Ifa director Jens Heithecker pointed to the opening of the electronics fair on the message of the song: the importance of freedom of the press and information. He then stressed the importance of free world trade and the free choice of the best components for technical products. It clearly meant the trade conflict between the US and China, and one of the most famous victims: Huawei.
But after Heithecker launched Huawei's consumer division boss Richard Yu, politics was over. Yu never talks pompously and does not talk about the bush, but he did not mention the trade conflict with a single syllable. Yet the dispute over alleged threats to national security and US government blacklists was the elephant in space.
Yu uses most of his performance to introduce the new processor from Huawei. The Kirin 990 is called, has more than ten billion transistors, is manufactured as a 4G and 5G version and, according to Yu, the chips from Apple, Samsung and Qualcomm in the shade. It is said to be more powerful, more efficient, less power consuming, and better designed for machine-learning applications than anything else on the market. Restraint is not the preferred tactic of Yu.
A flagship without Google Apps
This processor will power the Mate 30, Huawei's next top smartphone, which will be presented to the world in less than two weeks. Of course, such a chip adorns, if he keeps what Yu promises, the new device. But the Mate 30 will be something else, for all markets except China missing something crucial: It comes without the popular Google apps therefore, so about without the Play Store and Google Maps.

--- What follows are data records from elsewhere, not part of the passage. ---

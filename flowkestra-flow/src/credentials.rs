use argon2::{
    password_hash::{rand_core::OsRng, PasswordHash, PasswordHasher, PasswordVerifier, SaltString},
    Argon2,
};
use async_trait::async_trait;
use flowkestra_core::{
    AuthError, CredentialsProvider, FlowContext, Identity, IdentityProvider, InputField, Inputs,
    StepData, StepSpec, StepType, StepVerdict,
};
use std::collections::HashMap;

/// Input name for the login name.
pub const USERNAME_INPUT: &str = "username";
/// Input name for the password.
pub const PASSWORD_INPUT: &str = "password";

/// A view step that collects a username and password and checks them with a
/// [`CredentialsProvider`].
pub struct CredentialsStep<P: CredentialsProvider> {
    id: String,
    provider: P,
}

impl<P: CredentialsProvider> CredentialsStep<P> {
    /// Create a step registered under the `basic` provider id.
    pub fn new(provider: P) -> Self {
        Self::with_id("basic", provider)
    }

    /// Create a step registered under a custom provider id.
    pub fn with_id(id: impl Into<String>, provider: P) -> Self {
        Self {
            id: id.into(),
            provider,
        }
    }
}

fn non_empty<'a>(inputs: &'a Inputs, name: &str) -> Option<&'a str> {
    inputs.get(name).map(String::as_str).filter(|v| !v.is_empty())
}

#[async_trait]
impl<P: CredentialsProvider> IdentityProvider for CredentialsStep<P> {
    fn provider_id(&self) -> &str {
        &self.id
    }

    fn step_type(&self) -> StepType {
        StepType::View
    }

    fn prompt(
        &self,
        _spec: &StepSpec,
        _flow_id: &str,
        _ctx: &mut FlowContext,
    ) -> Result<StepData, AuthError> {
        Ok(StepData::view(vec![
            InputField::required(USERNAME_INPUT, "string"),
            InputField::required(PASSWORD_INPUT, "password"),
        ]))
    }

    async fn verify(
        &self,
        _spec: &StepSpec,
        _ctx: &FlowContext,
        inputs: &Inputs,
    ) -> Result<StepVerdict, AuthError> {
        let (Some(username), Some(password)) = (
            non_empty(inputs, USERNAME_INPUT),
            non_empty(inputs, PASSWORD_INPUT),
        ) else {
            return Ok(StepVerdict::InputRequired);
        };

        match self.provider.authenticate(username, password).await? {
            Some(identity) => Ok(StepVerdict::Accepted(identity)),
            None => Ok(StepVerdict::Rejected("Invalid credentials".into())),
        }
    }
}

#[derive(Debug, Clone)]
struct StoredUser {
    password_hash: String,
    email: Option<String>,
}

/// An in-memory user table keyed by username, holding Argon2id PHC hashes.
#[derive(Debug, Clone, Default)]
pub struct StaticCredentials {
    users: HashMap<String, StoredUser>,
}

/// Hashes a password with Argon2id into a PHC string.
pub fn hash_password(password: &str) -> Result<String, AuthError> {
    let salt = SaltString::generate(&mut OsRng);
    Argon2::default()
        .hash_password(password.as_bytes(), &salt)
        .map(|hash| hash.to_string())
        .map_err(|e| AuthError::ProviderConfig(format!("password hashing failed: {e}")))
}

/// Checks that `hash` is a PHC string [`StaticCredentials`] can verify against.
pub fn validate_password_hash(hash: &str) -> Result<(), AuthError> {
    PasswordHash::new(hash)
        .map(|_| ())
        .map_err(|e| AuthError::ProviderConfig(format!("invalid password hash: {e}")))
}

fn verify_password(password: &str, hash: &str) -> Result<bool, AuthError> {
    let parsed = PasswordHash::new(hash)
        .map_err(|e| AuthError::ProviderConfig(format!("invalid password hash: {e}")))?;
    match Argon2::default().verify_password(password.as_bytes(), &parsed) {
        Ok(()) => Ok(true),
        Err(argon2::password_hash::Error::Password) => Ok(false),
        Err(e) => Err(AuthError::ProviderConfig(format!(
            "password verification failed: {e}"
        ))),
    }
}

impl StaticCredentials {
    /// An empty user table.
    pub fn new() -> Self {
        Self::default()
    }

    /// Adds a user from a plaintext password.
    pub fn with_user(
        self,
        username: impl Into<String>,
        password: &str,
    ) -> Result<Self, AuthError> {
        Ok(self.with_hashed_user(username, hash_password(password)?, None))
    }

    /// Adds a user from an Argon2 PHC hash string.
    pub fn with_hashed_user(
        mut self,
        username: impl Into<String>,
        password_hash: impl Into<String>,
        email: Option<String>,
    ) -> Self {
        self.users.insert(
            username.into(),
            StoredUser {
                password_hash: password_hash.into(),
                email,
            },
        );
        self
    }
}

#[async_trait]
impl CredentialsProvider for StaticCredentials {
    async fn authenticate(
        &self,
        username: &str,
        password: &str,
    ) -> Result<Option<Identity>, AuthError> {
        let Some(user) = self.users.get(username) else {
            return Ok(None);
        };

        let hash = user.password_hash.clone();
        let password = password.to_string();
        let matches = tokio::task::spawn_blocking(move || verify_password(&password, &hash))
            .await
            .map_err(|e| AuthError::Provider(format!("password check did not finish: {e}")))??;
        if !matches {
            return Ok(None);
        }

        Ok(Some(Identity {
            provider_id: "basic".into(),
            external_id: username.to_string(),
            email: user.email.clone(),
            username: Some(username.to_string()),
            attributes: HashMap::new(),
        }))
    }
}
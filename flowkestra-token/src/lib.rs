//! # Flowkestra Token
//!
//! Signs the assertion handed to clients when an authentication flow completes,
//! and validates it again for relying services.

use flowkestra_core::Identity;
use jsonwebtoken::{decode, encode, Algorithm, DecodingKey, EncodingKey, Header, Validation};
use serde::{Deserialize, Serialize};
use thiserror::Error;

/// Errors raised while issuing or validating assertions.
#[derive(Debug, Error)]
pub enum TokenError {
    #[error("JWT error: {0}")]
    Jwt(#[from] jsonwebtoken::errors::Error),
    #[error("Invalid assertion: {0}")]
    Invalid(String),
}

/// Claims carried by a completion assertion.
#[derive(Debug, Clone, PartialEq, Serialize, Deserialize)]
pub struct AssertionClaims {
    /// Subject, the user's id at the identity provider.
    pub sub: String,
    /// Audience, the application the flow ran for.
    pub aud: String,
    /// Issuer, when configured.
    #[serde(default, skip_serializing_if = "Option::is_none")]
    pub iss: Option<String>,
    /// Expiry (seconds since epoch).
    pub exp: usize,
    /// Issued at (seconds since epoch).
    pub iat: usize,
    /// Identity provider that authenticated the subject.
    pub idp: String,
    #[serde(default, skip_serializing_if = "Option::is_none")]
    pub email: Option<String>,
    #[serde(default, skip_serializing_if = "Option::is_none")]
    pub username: Option<String>,
}

/// Signs and verifies HS256 completion assertions.
#[derive(Clone)]
pub struct TokenManager {
    encoding_key: EncodingKey,
    decoding_key: DecodingKey,
    issuer: Option<String>,
}

impl TokenManager {
    /// Create a manager from a shared secret.
    ///
    /// Assertions carry no `iss` claim unless [`TokenManager::with_issuer`] is used.
    pub fn new(secret: &[u8]) -> Self {
        Self {
            encoding_key: EncodingKey::from_secret(secret),
            decoding_key: DecodingKey::from_secret(secret),
            issuer: None,
        }
    }

    /// Set the `iss` claim placed on every assertion.
    pub fn with_issuer(mut self, issuer: impl Into<String>) -> Self {
        self.issuer = Some(issuer.into());
        self
    }

    /// Issue an assertion for `identity`, scoped to `app_id`.
    pub fn issue_assertion(
        &self,
        app_id: &str,
        identity: &Identity,
        expires_in_secs: u64,
    ) -> Result<String, TokenError> {
        let now = chrono::Utc::now().timestamp() as usize;
        let claims = AssertionClaims {
            sub: identity.external_id.clone(),
            aud: app_id.to_string(),
            iss: self.issuer.clone(),
            exp: now + expires_in_secs as usize,
            iat: now,
            idp: identity.provider_id.clone(),
            email: identity.email.clone(),
            username: identity.username.clone(),
        };
        Ok(encode(
            &Header::new(Algorithm::HS256),
            &claims,
            &self.encoding_key,
        )?)
    }

    /// Validate an assertion issued for `app_id`.
    pub fn validate_assertion(
        &self,
        token: &str,
        app_id: &str,
    ) -> Result<AssertionClaims, TokenError> {
        if token.is_empty() {
            return Err(TokenError::Invalid("empty assertion".into()));
        }
        let mut validation = Validation::new(Algorithm::HS256);
        validation.set_audience(&[app_id]);
        if let Some(iss) = &self.issuer {
            validation.set_issuer(&[iss]);
        }
        let data = decode::<AssertionClaims>(token, &self.decoding_key, &validation)?;
        Ok(data.claims)
    }
}

#[cfg(test)]
mod tests {
    use super::*;
    use std::collections::HashMap;

    fn identity() -> Identity {
        Identity {
            provider_id: "google".into(),
            external_id: "10769150350006150715113082367".into(),
            email: Some("jsmith@example.com".into()),
            username: Some("John Smith".into()),
            attributes: HashMap::new(),
        }
    }

    #[test]
    fn issued_assertion_validates_for_its_app() {
        let manager = TokenManager::new(b"test-secret").with_issuer("flowkestra");
        let token = manager.issue_assertion("app-1", &identity(), 300).unwrap();

        let claims = manager.validate_assertion(&token, "app-1").unwrap();
        assert_eq!(claims.sub, "10769150350006150715113082367");
        assert_eq!(claims.idp, "google");
        assert_eq!(claims.iss.as_deref(), Some("flowkestra"));
        assert_eq!(claims.email.as_deref(), Some("jsmith@example.com"));
    }

    #[test]
    fn assertion_for_another_app_is_rejected() {
        let manager = TokenManager::new(b"test-secret");
        let token = manager.issue_assertion("app-1", &identity(), 300).unwrap();
        assert!(manager.validate_assertion(&token, "app-2").is_err());
    }

    #[test]
    fn wrong_secret_is_rejected() {
        let token = TokenManager::new(b"one")
            .issue_assertion("app-1", &identity(), 300)
            .unwrap();
        let other = TokenManager::new(b"two");
        assert!(matches!(
            other.validate_assertion(&token, "app-1"),
            Err(TokenError::Jwt(_))
        ));
    }

    #[test]
    fn issuer_is_only_set_through_with_issuer() {
        let plain = TokenManager::new(b"test-secret");
        let token = plain.issue_assertion("app-1", &identity(), 300).unwrap();
        assert!(plain.validate_assertion(&token, "app-1").unwrap().iss.is_none());

        let strict = TokenManager::new(b"test-secret").with_issuer("flowkestra");
        assert!(strict.validate_assertion(&token, "app-1").is_err());
    }
}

Because the previous exemptions for US companies to supply Huawei with software or hardware components, even though the Chinese group is blacklisted, do not apply to new equipment. It is more than questionable whether Huawei's fans in the Western world would spend 800 euros or more on a smartphone whose operating system and apps they do not know.
From 2020, Huawei could use its own system
But the move Huawei, the world's most widely used mobile operating system Android to exchange their own HarmonyOS, is inevitable, according to Yu. "For current products, we will stay with Android," he told the SPIEGEL. "If the constraints remain, we will use our own HarmonyOS for future products, such as the P40, which is scheduled for spring 2020."
Huawei is faced with the daunting task of setting up another software ecosystem for smartphones alongside Android and Apple's iOS. According to Yu, his company is already working with app developers to adapt popular apps to HarmonyOS. This is not very complicated, says the Huawei manager.
For the current top smartphone of the Chinese group, however, the P30 Pro, there will be an update to Android 10 soon, revealed Yu. Beta testers were able to download a pre-release version of the update shortly after the keynote on their devices. The spell of the Americans were finally "only new smartphones, such as the Mate 30, which we will present on September 19 in Munich, affected," it said. "We can not install the Google Mobile Services (GMD) on this device, which we will leave to our customers who can do it themselves."